“There are perils where the only safety lies in flight. You must leave this before Major Keene returns, and he returns to-morrow.”

Perhaps I have failed in making you understand one hereditary peculiarity of the Tresilyans. When their hand was fairly laid to the plow they were incapable of looking back. Had Mark come ten hours later, when Cecil’s purpose was absolutely fixed, all his arguments would have been futile. As it was, once having decided finally on the line she was to take, it never occurred to her to make farther objections. “Yes, I will go,” she said; “but I must write to him.”

“I think you ought to do so,” answered Waring, “and if you will give me the letter I will deliver it myself.”
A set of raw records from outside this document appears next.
//! Clipped RGBA8 frame operations shared by the hit surface and the presenter.
//!
//! Frames are tightly packed rows of `width * 4` bytes. Every function clips
//! against the frame bounds and silently ignores pixels that fall outside.

use image::RgbaImage;

use crate::color::Color;
use crate::geometry::BoundingBox;

/// Half-open pixel span `[left, right) x [top, bottom)`.
#[derive(Debug, Clone, Copy, PartialEq, Eq)]
pub struct ScreenRectPx {
    pub left: i32,
    pub right: i32,
    pub top: i32,
    pub bottom: i32,
}

impl ScreenRectPx {
    pub fn from_origin_size(left: i32, top: i32, width: i32, height: i32) -> Self {
        Self {
            left,
            right: left.saturating_add(width),
            top,
            bottom: top.saturating_add(height),
        }
    }

    /// Covers every pixel the box touches.
    pub fn covering(bbox: &BoundingBox) -> Self {
        Self {
            left: bbox.nw.x.floor() as i32,
            right: bbox.se.x.ceil() as i32,
            top: bbox.nw.y.floor() as i32,
            bottom: bbox.se.y.ceil() as i32,
        }
    }

    pub fn is_empty(&self) -> bool {
        self.left >= self.right || self.top >= self.bottom
    }
}

pub fn clear(frame: &mut [u8], color: [u8; 4]) {
    for chunk in frame.chunks_exact_mut(4) {
        chunk.copy_from_slice(&color);
    }
}

pub fn write_pixel_rgba_clipped(frame: &mut [u8], width: usize, x: i32, y: i32, color: [u8; 4]) {
    if x < 0 || y < 0 || x as usize >= width {
        return;
    }
    let Some(byte_offset) = pixel_byte_offset(width, x as usize, y as usize) else {
        return;
    };
    let Some(end) = byte_offset.checked_add(4) else {
        return;
    };
    if end > frame.len() {
        return;
    }
    frame[byte_offset..end].copy_from_slice(&color);
}

pub fn read_pixel(frame: &[u8], width: u32, height: u32, x: u32, y: u32) -> Option<Color> {
    if x >= width || y >= height {
        return None;
    }
    let byte_offset = pixel_byte_offset(width as usize, x as usize, y as usize)?;
    let rgba = frame.get(byte_offset..byte_offset.checked_add(4)?)?;
    Some(Color::rgba(rgba[0], rgba[1], rgba[2], rgba[3]))
}

pub fn fill_rect(frame: &mut [u8], width: u32, height: u32, rect: ScreenRectPx, color: [u8; 4]) {
    let draw_left = rect.left.max(0);
    let draw_top = rect.top.max(0);
    let draw_right = rect.right.min(width as i32);
    let draw_bottom = rect.bottom.min(height as i32);
    if draw_left >= draw_right || draw_top >= draw_bottom {
        return;
    }
    let frame_width = width as usize;
    for y in draw_top..draw_bottom {
        let row_start = y as usize * frame_width * 4;
        let start = row_start + draw_left as usize * 4;
        let end = row_start + draw_right as usize * 4;
        let Some(row) = frame.get_mut(start..end) else {
            return;
        };
        for chunk in row.chunks_exact_mut(4) {
            chunk.copy_from_slice(&color);
        }
    }
}

pub fn stroke_rect(frame: &mut [u8], width: u32, height: u32, rect: ScreenRectPx, color: [u8; 4]) {
    if rect.is_empty() {
        return;
    }
    let ScreenRectPx {
        left,
        right,
        top,
        bottom,
    } = rect;
    let edges = [
        ScreenRectPx { left, right, top, bottom: top + 1 },
        ScreenRectPx { left, right, top: bottom - 1, bottom },
        ScreenRectPx { left, right: left + 1, top, bottom },
        ScreenRectPx { left: right - 1, right, top, bottom },
    ];
    for edge in edges {
        fill_rect(frame, width, height, edge, color);
    }
}

/// Copies every pixel of `image` whose alpha is non-zero, with `(left, top)`
/// as the top-left corner.
pub fn blit_masked(
    frame: &mut [u8],
    width: u32,
    height: u32,
    left: i32,
    top: i32,
    image: &RgbaImage,
) {
    let (image_w, image_h) = image.dimensions();
    if image_w == 0 || image_h == 0 || width == 0 || height == 0 {
        return;
    }
    let draw_left = left.max(0);
    let draw_top = top.max(0);
    let draw_right = left.saturating_add(image_w as i32).min(width as i32);
    let draw_bottom = top.saturating_add(image_h as i32).min(height as i32);
    if draw_left >= draw_right || draw_top >= draw_bottom {
        return;
    }

    let frame_width = width as usize;
    for out_y in draw_top..draw_bottom {
        let src_y = (out_y - top) as u32;
        for out_x in draw_left..draw_right {
            let src_x = (out_x - left) as u32;
            let source = image.get_pixel(src_x, src_y).0;
            if source[3] == 0 {
                continue;
            }
            write_pixel_rgba_clipped(frame, frame_width, out_x, out_y, source);
        }
    }
}

/// Alpha-blends `color` over the frame pixel, keeping the destination opaque.
pub fn blend_pixel(frame: &mut [u8], width: usize, x: i32, y: i32, color: [u8; 4], alpha: u8) {
    if x < 0 || y < 0 || x as usize >= width {
        return;
    }
    let Some(offset) = pixel_byte_offset(width, x as usize, y as usize) else {
        return;
    };
    let Some(dst) = frame.get_mut(offset..offset + 4) else {
        return;
    };
    let a = alpha as u16;
    for channel in 0..3 {
        let blended = (color[channel] as u16 * a + dst[channel] as u16 * (255 - a)) / 255;
        dst[channel] = blended as u8;
    }
    dst[3] = 255;
}

fn pixel_byte_offset(width: usize, x: usize, y: usize) -> Option<usize> {
    y.checked_mul(width)
        .and_then(|row| row.checked_add(x))
        .and_then(|pixel| pixel.checked_mul(4))
}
Every vestige of the returning color faded from Cecil’s cheek. “You do not know him: I dare not trust you.” He misinterpreted the cause of her terror. “I promise you that, however angry Major Keene may be, I will bear it patiently, and never dream of resenting it. He is safe from me now.”

She smiled very sadly, yet not without a dreary pride; she could have seen Royston pitted against any mortal antagonist, and never would have feared for him. “You scarcely understand me; I was not anxious for his safety, but for yours.”

Mark was too brave and single-hearted to suspect a taunt, even had such been intended. “Then there is nothing more to be settled,” he said, quietly, “but the time and manner of your departure. I will leave you now; I shall see you before you go.”

Cecil Tresilyan rose and laid her hand on his arm, her beautiful face fixed in its firm resolve like that of one of those fair Norse Valas, from whose rigid lips flowed the bode of defeat or victory, when the Vikings went forth to the Feast of the Ravens.

“I am not angry with one word you have said to-night; you have only expressed what my own cowardly conscience ought to have uttered; nevertheless, to-morrow sees our last meeting. All your account against me is fairly balanced now. I do not know what I may have to suffer, but I do know that I will be alone till I die. Perhaps some day I may thank you in my thoughts for what you have done; I can not—now.”

With a heavy heart Waring owned to himself that her words were bitterly true. In curing such diseases, the physician must work without hope of reward or fee; it will be long before the patient can touch without a shudder the hand that inflicted the saving cautery.

Her tone changed, and she went on murmuring, low and plaintively, as if in soliloquy and unconscious of another’s presence.